A crise de oferta global não é apenas ameaça; é também catalisador para mudanças estruturais. O Brasil possui base genética, clima diversificado e tecnologia emergente para reduzir a dependência externa e converter‑se em fornecedor relevante. No curto prazo, a escassez global exige gestão de riscos robusta e visão de longo prazo. No médio prazo, investimentos em pesquisa, mecanização e digitalização podem ampliar produtividade e sustentabilidade. Para os empresários da heveicultura, o momento exige pensamento estratégico, visão sistêmica e ousadia para sair da zona de conforto. O déficit mundial de borracha é uma realidade, mas também uma oportunidade para o país retomar protagonismo numa cadeia crítica para mobilidade e saúde.

Referências:
[1] Reuters – “Global rubber shortfall looms in 2025 on stagnant output, association says”, 4 de março de 2025[1].
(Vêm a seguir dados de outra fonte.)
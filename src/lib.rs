//! Commercial vehicle financing quote service.

pub mod config;
pub mod http;
pub mod lifecycle;
pub mod observability;
pub mod quoting;

pub use config::QuoterConfig;
pub use http::HttpServer;
pub use lifecycle::Shutdown;
pub use quoting::{QuoteEngine, QuoteRequest, QuoteResult, Violation};
//! OS signal handling.

use crate::lifecycle::shutdown::Shutdown;

/// Wait for SIGINT (Ctrl+C) or, on Unix, SIGTERM, then trigger shutdown.
pub async fn shutdown_on_signal(shutdown: Shutdown) {
    let ctrl_c = async {
        if let Err(e) = tokio::signal::ctrl_c().await {
            tracing::error!(error = %e, "Failed to install Ctrl+C handler");
            std::future::pending::<()>().await;
        }
    };

    #[cfg(unix)]
    let terminate = async {
        use tokio::signal::unix::{signal, SignalKind};
        match signal(SignalKind::terminate()) {
            Ok(mut sigterm) => {
                sigterm.recv().await;
            }
            Err(e) => {
                tracing::error!(error = %e, "Failed to install SIGTERM handler");
                std::future::pending::<()>().await;
            }
        }
    };

    #[cfg(not(unix))]
    let terminate = std::future::pending::<()>();

    tokio::select! {
        _ = ctrl_c => tracing::info!("SIGINT received"),
        _ = terminate => tracing::info!("SIGTERM received"),
    }

    shutdown.trigger();
}
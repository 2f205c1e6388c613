//! Quote request and result types.

use serde::{Deserialize, Serialize};

/// A normalized financing request.
///
/// Built once by [`crate::quoting::params::parse_query`] and read-only after
/// that. String fields are already case-folded and trimmed.
#[derive(Debug, Clone, PartialEq, Serialize, Deserialize)]
pub struct QuoteRequest {
    /// Vehicle category, lowercase (e.g. `semitruck`).
    pub vehicle_type: String,
    /// Optional cargo-body subtype, lowercase.
    pub vehicle_subtype: Option<String>,
    /// Manufacturer brand, uppercase.
    pub brand: String,
    /// Model year.
    pub year: i64,
    /// Vehicle price in base currency units.
    pub price: i64,
    /// Fraction of the price paid upfront.
    pub downpayment: f64,
    /// Whether `price` already includes VAT.
    #[serde(rename = "VAT_included")]
    pub vat_included: bool,
}

/// A monetary figure, always reported VAT-inclusive.
#[derive(Debug, Clone, Copy, PartialEq, Eq, Serialize, Deserialize)]
pub struct Amount {
    pub value: i64,
    #[serde(rename = "VAT_included")]
    pub vat_included: bool,
}

impl Amount {
    pub fn with_vat(value: i64) -> Self {
        Self {
            value,
            vat_included: true,
        }
    }
}

/// Calculator output returned to the client.
#[derive(Debug, Clone, Copy, PartialEq, Eq, Serialize, Deserialize)]
pub struct QuoteResult {
    /// Restated down-payment amount.
    pub downpayment: Amount,
    /// Level monthly payment over the full term.
    pub monthly_payment: Amount,
}

#[cfg(test)]
mod tests {
    use super::*;

    #[test]
    fn test_result_wire_format() {
        let result = QuoteResult {
            downpayment: Amount::with_vat(600_000),
            monthly_payment: Amount::with_vat(151_234),
        };
        let json = serde_json::to_value(result).unwrap();
        assert_eq!(json["downpayment"]["value"], 600_000);
        assert_eq!(json["downpayment"]["VAT_included"], true);
        assert_eq!(json["monthly_payment"]["value"], 151_234);
        assert_eq!(json["monthly_payment"]["VAT_included"], true);
    }
}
[2] Everstream Analytics – “Natural rubber shortages intensify” (seção sobre El Niño e redução de produção)[2].
[3] Everstream Analytics – “Natural rubber shortages intensify” (doença de queda de folhas e 437 mil ha afetados)[3].
[4] Reuters – “Global rubber shortfall looms in 2025 on stagnant output, association says” (impacto de preços baixos e migração para outras culturas)[4].
[5] Resilinc – “Top 8 Industries Affected by the Red Sea Crisis in January 2024” (suspensão de rotas e atrasos)[5].
[6] IMF – “Red Sea Attacks Disrupt Global Trade”, 7 de março de 2024[6].
[7] Everstream Analytics – “Natural rubber shortages intensify” (consumo automotivo e médico, 65,7 kg por veículo, 80% do consumo dos EUA vai para pneus)[7].
[8] AgriBrasilis – “Rubber Sector in Brazil Is Struggling”, 10 de abril de 2025[8].
[9] ProcurementResource.com – “Brazil’s natural rubber production is set to rise considerably in the marketing year 2024/2025”, 8 de julho de 2025[9].